Question 11: A car company asked a data scientist to determine what type of customers are more likely to purchase their vehicles. However, the data comes from several sources and is in a relatively “raw format”. What kind of processing can the data scientist perform on the data to prepare it for modeling?

  • Feature engineering.
  • Transforming the data into more useful variables.
  • Combining the data from the various sources.
  • Addressing missing/invalid values.
  • All of the above.

Question 12: High-performance, massively parallel systems can be used to facilitate the following methodological steps.

  • Data preparation and Modeling.
  • Modeling only.
  • Deployment.
  • Business understanding.
  • All of the above.

Question 13: Data scientists may use either a “top-down” approach or a “bottom-up” approach to data science. These two approaches refer to:

  • “Top-down” approach – the data, when sorted, is modeled from the “top” of the data towards the “bottom”. “Bottom-up” approach – the data is modeled from the “bottom” of the data to the “top”.
  • “Top-down” approach – models are fit before the data is explored. “Bottom-up” approach – data is explored, and then a model is fit.
  • “Top-down” approach – first defining a business problem then analyzing the data to find a solution. “Bottom-up” approach – starting with the data, and then coming up with a business problem based on the data.
  • “Top-down” approach – using massively parallel, warehouses with huge data volumes as the data source. “Bottom-up” approach – using a sample of small data before using large data.
  • All of the above.

Question 14: The following are all examples of rapidly evolving technologies that affect data science methodology EXCEPT for?

  • Data sampling.
  • Automation.
  • Text analysis.
  • Platform growth.
  • In-database analytics.

Question 15: Data understanding involves all of the following EXCEPT for?

  • Discovering initial insights about the data.
  • Visualizing the data.
  • Assessing data quality.
  • Understanding the content of the data.
  • Gathering and analyzing feedback for assessment of the model’s performance.
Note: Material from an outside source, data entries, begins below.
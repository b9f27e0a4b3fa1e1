//! Persistence layer for the Project Planner backend.
//!
//! This crate contains:
//! - SQLite connection management and embedded migrations
//! - Entity definitions (database row mappings)
//! - Repository implementations

pub mod db;
pub mod entities;
pub mod metrics;
pub mod repositories;
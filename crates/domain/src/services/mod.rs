//! Domain services for the Project Planner.
//!
//! Service traits define the operation contracts; the export module holds
//! the pure report formatter.

pub mod board;
pub mod export;
pub mod team;
pub mod user;

pub use board::BoardService;
pub use export::{export_file_name, numbered_file_name, render_board_report};
pub use team::TeamService;
pub use user::UserService;
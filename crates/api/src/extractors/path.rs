//! Path parameter extractor with planner error responses.

use axum::{
    async_trait,
    extract::{FromRequestParts, Path},
    http::request::Parts,
};
use serde::de::DeserializeOwned;

use crate::error::ApiError;

/// Like [`axum::extract::Path`], but a non-numeric id is reported as
/// `400 validation_error` instead of a plain-text rejection.
#[derive(Debug, Clone, Copy)]
pub struct AppPath<T>(pub T);

#[async_trait]
impl<T, S> FromRequestParts<S> for AppPath<T>
where
    T: DeserializeOwned + Send,
    S: Send + Sync,
{
    type Rejection = ApiError;

    async fn from_request_parts(parts: &mut Parts, state: &S) -> Result<Self, Self::Rejection> {
        let Path(value) = Path::<T>::from_request_parts(parts, state).await?;
        Ok(Self(value))
    }
}
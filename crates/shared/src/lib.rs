//! Shared utilities and common types for the Project Planner backend.
//!
//! This crate provides common functionality used across all other crates:
//! - Input normalisation and field validation helpers
//! - Timestamp formatting

pub mod time;
pub mod validation;
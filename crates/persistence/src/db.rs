//! Database connection pool management and schema migrations.

use sqlx::migrate::Migrator;
use sqlx::sqlite::{SqliteConnectOptions, SqliteJournalMode, SqlitePoolOptions};
use sqlx::SqlitePool;
use std::str::FromStr;
use std::time::Duration;
use tracing::info;

/// Embedded schema migrations.
pub static MIGRATOR: Migrator = sqlx::migrate!("src/migrations");

/// Message raised by the store when a team is already full.
pub const MEMBER_LIMIT_MARKER: &str = "team member limit exceeded";

/// Message raised by the store when the current admin would be removed.
pub const ADMIN_REMOVAL_MARKER: &str = "team admin cannot be removed";

/// Message raised by the store when a task is inserted on a closed board.
pub const CLOSED_BOARD_MARKER: &str = "board is closed";

/// Message raised by the store when a task status would move backward.
pub const STATUS_REGRESSION_MARKER: &str = "task status cannot move backward";

/// Database configuration.
#[derive(Debug, Clone)]
pub struct DatabaseConfig {
    pub url: String,
    pub max_connections: u32,
    pub min_connections: u32,
    pub connect_timeout_secs: u64,
    pub idle_timeout_secs: u64,
}

impl DatabaseConfig {
    /// True for `sqlite::memory:` style URLs, where every connection would
    /// otherwise see its own private database.
    pub fn is_in_memory(&self) -> bool {
        self.url.contains(":memory:") || self.url.contains("mode=memory")
    }
}

/// Creates a SQLite connection pool with the given configuration.
///
/// The database file and its parent directory are created if missing, and
/// foreign keys are enforced on every connection.
pub async fn create_pool(config: &DatabaseConfig) -> Result<SqlitePool, sqlx::Error> {
    let mut options = SqliteConnectOptions::from_str(&config.url)?
        .create_if_missing(true)
        .foreign_keys(true)
        .busy_timeout(Duration::from_secs(config.connect_timeout_secs));

    let pool_options = if config.is_in_memory() {
        SqlitePoolOptions::new()
            .max_connections(1)
            .min_connections(1)
            .idle_timeout(None)
            .max_lifetime(None)
    } else {
        let filename = options.clone().get_filename();
        if let Some(parent) = filename.parent() {
            if !parent.as_os_str().is_empty() {
                std::fs::create_dir_all(parent)?;
            }
        }
        options = options.journal_mode(SqliteJournalMode::Wal);

        SqlitePoolOptions::new()
            .max_connections(config.max_connections)
            .min_connections(config.min_connections)
            .idle_timeout(Duration::from_secs(config.idle_timeout_secs))
    };

    pool_options
        .acquire_timeout(Duration::from_secs(config.connect_timeout_secs))
        .connect_with(options)
        .await
}

/// Applies all pending migrations.
pub async fn run_migrations(pool: &SqlitePool) -> Result<(), sqlx::migrate::MigrateError> {
    info!("Running database migrations...");
    MIGRATOR.run(pool).await?;
    info!("Migrations completed");
    Ok(())
}
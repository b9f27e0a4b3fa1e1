pub mod app;
pub mod config;
pub mod error;
pub mod extractors;
pub mod middleware;
pub mod routes;
pub mod services;
//! HTTP middleware components.

pub mod logging;
pub mod metrics;
pub mod trace_id;

pub use metrics::{init_metrics, metrics_handler, metrics_middleware};
pub use trace_id::{trace_id, RequestId, REQUEST_ID_HEADER};
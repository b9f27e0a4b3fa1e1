//! User routes.

use axum::{extract::State, http::StatusCode, Json};
use domain::models::{CreateUserRequest, Team, UpdateUserRequest, User};

use crate::app::AppState;
use crate::error::ApiError;
use crate::extractors::{AppJson, AppPath};

/// Create a user.
///
/// POST /users
pub async fn create_user(
    State(state): State<AppState>,
    AppJson(request): AppJson<CreateUserRequest>,
) -> Result<(StatusCode, Json<User>), ApiError> {
    let user = state.users.create_user(request).await?;
    Ok((StatusCode::CREATED, Json(user)))
}

/// List all users.
///
/// GET /users
pub async fn list_users(State(state): State<AppState>) -> Result<Json<Vec<User>>, ApiError> {
    Ok(Json(state.users.list_users().await?))
}

/// Get a user.
///
/// GET /users/:user_id
pub async fn get_user(
    State(state): State<AppState>,
    AppPath(user_id): AppPath<i64>,
) -> Result<Json<User>, ApiError> {
    Ok(Json(state.users.get_user(user_id).await?))
}

/// Update a user's display name.
///
/// PUT /users/:user_id
pub async fn update_user(
    State(state): State<AppState>,
    AppPath(user_id): AppPath<i64>,
    AppJson(request): AppJson<UpdateUserRequest>,
) -> Result<Json<User>, ApiError> {
    Ok(Json(state.users.update_user(user_id, request).await?))
}

/// Teams the user belongs to.
///
/// GET /users/:user_id/teams
pub async fn get_user_teams(
    State(state): State<AppState>,
    AppPath(user_id): AppPath<i64>,
) -> Result<Json<Vec<Team>>, ApiError> {
    Ok(Json(state.users.get_user_teams(user_id).await?))
}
Question 16: For predictive models, a test set, which is similar to – but independent of – the training set, is used to determine how well the model predicts outcomes. This is an example of what step in the methodology?

  • Data preparation.
  • Deployment.
  • Analytic approach.
  • Model evaluation.
  • Data requirements.

Question 17: “When ______ data is available (such as customer call center logs or physicians’ notes in unstructured or semi-structured format), _______ analytics can be useful in deriving new structured variables to enrich the set predictors and improve model accuracy.” Which of the following most appropriately fills in the blanks?

  • text; text
  • market; statistical
  • big; digital
  • highly structured; text
  • text; predictive

Question 18: Typically in a predictive model, the training set and the test set are very different and independent, such as having a different set of variables or structure.

  • True
  • False

Question 19: Data scientists may frequently return to a previous stage to make adjustments, as they learn more about the data and the modeling.

  • True
  • False

Question 20: Why should data scientists maintain continuous communication with business sponsors throughout a project?
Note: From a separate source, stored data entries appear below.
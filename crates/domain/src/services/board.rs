//! Board and task service contract.

use crate::error::DomainResult;
use crate::models::{Board, CreateBoardRequest, CreateTaskRequest, ExportArtifact, Task};

/// Operations on boards and the tasks they own.
#[async_trait::async_trait]
pub trait BoardService: Send + Sync {
    /// Create an OPEN board for a team.
    async fn create_board(&self, team_id: i64, request: CreateBoardRequest)
        -> DomainResult<Board>;

    /// Add an OPEN task to an OPEN board.
    async fn add_task(&self, board_id: i64, request: CreateTaskRequest) -> DomainResult<Task>;

    /// Move a task to a new status. `status` is the raw client value.
    async fn update_task_status(&self, task_id: i64, status: &str) -> DomainResult<Task>;

    /// Close a board whose tasks are all COMPLETE.
    async fn close_board(&self, board_id: i64) -> DomainResult<Board>;

    /// OPEN boards of a team ordered by creation.
    async fn list_open_boards(&self, team_id: i64) -> DomainResult<Vec<Board>>;

    /// Render the board report and persist it as a timestamped file.
    async fn export_board(&self, board_id: i64) -> DomainResult<ExportArtifact>;
}
//! Team entity (database row mapping).

use chrono::{DateTime, Utc};
use sqlx::FromRow;

/// Database row mapping for the teams table.
#[derive(Debug, Clone, FromRow)]
pub struct TeamEntity {
    pub id: i64,
    pub name: String,
    pub description: String,
    pub admin_id: i64,
    pub created_at: DateTime<Utc>,
}

impl From<TeamEntity> for domain::models::Team {
    fn from(entity: TeamEntity) -> Self {
        Self {
            id: entity.id,
            name: entity.name,
            description: entity.description,
            admin_id: entity.admin_id,
            created_at: entity.created_at,
        }
    }
}
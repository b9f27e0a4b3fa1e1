//! Domain models for the Project Planner.

pub mod board;
pub mod export;
pub mod task;
pub mod team;
pub mod user;

pub use board::{Board, BoardStatus, CreateBoardRequest};
pub use export::{BoardReport, ExportArtifact, TaskLine};
pub use task::{CreateTaskRequest, Task, TaskStatus, UpdateTaskStatusRequest};
pub use team::{
    CreateTeamRequest, Team, TeamMembersRequest, UpdateTeamRequest, MAX_TEAM_MEMBERS,
};
pub use user::{CreateUserRequest, UpdateUserRequest, User};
  • So that business sponsors can provide domain expertise.
  • So that business sponsors can ensure the work remains on track to generate the intended solution.
  • So that business sponsors can review intermediate findings.
  • All of the above.
  • None of the above.

Introduction to Data Science Methodology

Data science methodology is a structured approach used by data scientists to tackle various problems and extract insights from data. While specific methodologies may vary depending on the organization or project, they generally follow a similar framework. Here’s a typical data science methodology:

  1. Problem Definition: Clearly define the problem you want to solve or the question you want to answer. This involves understanding the business context, identifying stakeholders, and establishing objectives.
  2. Data Collection: Gather relevant data from various sources, such as databases, APIs, files, or web scraping. Ensure the data is clean, complete, and relevant to the problem at hand.
  3. Data Preparation: Clean and preprocess the data to make it suitable for analysis. This may involve handling missing values, removing outliers, transforming variables, and normalizing data.
  4. Exploratory Data Analysis (EDA): Explore the data to gain insights and understand its characteristics. This typically involves summarizing the main characteristics of the data, visualizing distributions, detecting patterns, and identifying relationships between variables.
  5. Feature Engineering: Create new features or transform existing ones to improve the performance of machine learning models. This may involve techniques such as one-hot encoding, feature scaling, or dimensionality reduction.
  6. Model Selection: Choose the most appropriate machine learning algorithms or statistical models for the problem at hand. Consider factors such as the type of problem (e.g., classification, regression), the size and complexity of the data, and the interpretability of the model.
  7. Model Training: Train the selected model(s) on the training data, using techniques such as cross-validation to evaluate performance and tune hyperparameters.
  8. Model Evaluation: Evaluate the performance of the trained model(s) on unseen data using appropriate metrics. This may involve comparing multiple models and selecting the best-performing one.
  9. Deployment: Deploy the model into production, making it available for use in real-world applications. This may involve integrating the model into existing systems, creating APIs, or building user interfaces.
  10. Monitoring and Maintenance: Continuously monitor the performance of the deployed model and update it as necessary. This may involve monitoring for concept drift, retraining the model with new data, or improving the model based on user feedback.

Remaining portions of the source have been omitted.